_DATASET_.
== Segment start ==
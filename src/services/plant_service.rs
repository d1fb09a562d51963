use crate::error::AppError;
use crate::models::SavedPlant;
use rusqlite::{params, Connection};
use uuid::Uuid;

/// Inserts a new plant into the garden
pub fn create_plant(conn: &Connection, plant: &SavedPlant) -> Result<i64, AppError> {
    plant.validate()?;

    conn.execute(
        "INSERT INTO saved_plants (uuid, name, created_at, photo)
         VALUES (?1, ?2, ?3, ?4)",
        params![
            plant.id.to_string(),
            &plant.name,
            &plant.created_at,
            &plant.photo,
        ],
    )?;

    log::debug!("Inserted plant {} ({})", plant.id, plant.title());
    Ok(conn.last_insert_rowid())
}

/// Lists all saved plants, newest first
pub fn list_plants(conn: &Connection) -> Result<Vec<SavedPlant>, AppError> {
    let mut stmt = conn.prepare(
        "SELECT uuid, name, created_at, photo
         FROM saved_plants
         ORDER BY created_at DESC, id DESC",
    )?;

    let plants = stmt
        .query_map([], |row| SavedPlant::try_from(row))?
        .collect::<Result<Vec<_>, _>>()?;

    Ok(plants)
}

/// Removes a plant from the garden
pub fn delete_plant(conn: &Connection, id: &Uuid) -> Result<(), AppError> {
    let rows_affected = conn.execute(
        "DELETE FROM saved_plants WHERE uuid = ?1",
        [id.to_string()],
    )?;

    if rows_affected == 0 {
        return Err(AppError::NotFound("Plant".to_string()));
    }

    Ok(())
}
/// Installs the platform logger. Safe to call more than once.
#[cfg(target_os = "android")]
pub fn init() {
    android_logger::init_once(
        android_logger::Config::default()
            .with_max_level(log::LevelFilter::Debug)
            .with_tag("leafy"),
    );
}

/// Installs the platform logger. Safe to call more than once.
///
/// Defaults to `info`, `RUST_LOG` overrides.
#[cfg(not(target_os = "android"))]
pub fn init() {
    let env = env_logger::Env::default().default_filter_or("info");
    if env_logger::Builder::from_env(env).try_init().is_err() {
        log::debug!("Logger already initialized");
    }
}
== Segment end ==
_AIM OF THE TASK_. In this exercise, repeat all entries exactly.

_OUTPUT OF THE TASK_.
filename src/services/plant_service.rs
repository d1fb09a562d51963
use crate::error::AppError;
use crate::models::SavedPlant;
use rusqlite::{params, Connection};
use uuid::Uuid;

/// Inserts a new plant into the garden
pub fn create_plant(conn: &Connection, plant: &SavedPlant) -> Result<i64, AppError> {
    plant.validate()?;

    conn.execute(
        "INSERT INTO saved_plants (uuid, name, created_at, photo)
         VALUES (?1, ?2, ?3, ?4)",
        params![
            plant.id.to_string(),
            &plant.name,
            &plant.created_at,
            &plant.photo,
        ],
    )?;

    log::debug!("Inserted plant {} ({})", plant.id, plant.title());
    Ok(conn.last_insert_rowid())
}

/// Lists all saved plants, newest first
pub fn list_plants(conn: &Connection) -> Result<Vec<SavedPlant>, AppError> {
    let mut stmt = conn.prepare(
        "SELECT uuid, name, created_at, photo
         FROM saved_plants
         ORDER BY created_at DESC, id DESC",
    )?;

    let plants = stmt
        .query_map([], |row| SavedPlant::try_from(row))?
        .collect::<Result<Vec<_>, _>>()?;

    Ok(plants)
}

/// Removes a plant from the garden
pub fn delete_plant(conn: &Connection, id: &Uuid) -> Result<(), AppError> {
    let rows_affected = conn.execute(
        "DELETE FROM saved_plants WHERE uuid = ?1",
        [id.to_string()],
    )?;

    if rows_affected == 0 {
        return Err(AppError::NotFound("Plant".to_string()));
    }

    Ok(())
}
/// Installs the platform logger. Safe to call more than once.
#[cfg(target_os = "android")]
pub fn init() {
    android_logger::init_once(
        android_logger::Config::default()
            .with_max_level(log::LevelFilter::Debug)
            .with_tag("leafy"),
    );
}

/// Installs the platform logger. Safe to call more than once.
///
/// Defaults to `info`, `RUST_LOG` overrides.
#[cfg(not(target_os = "android"))]
pub fn init() {
    let env = env_logger::Env::default().default_filter_or("info");
    if env_logger::Builder::from_env(env).try_init().is_err() {
        log::debug!("Logger already initialized");
    }
}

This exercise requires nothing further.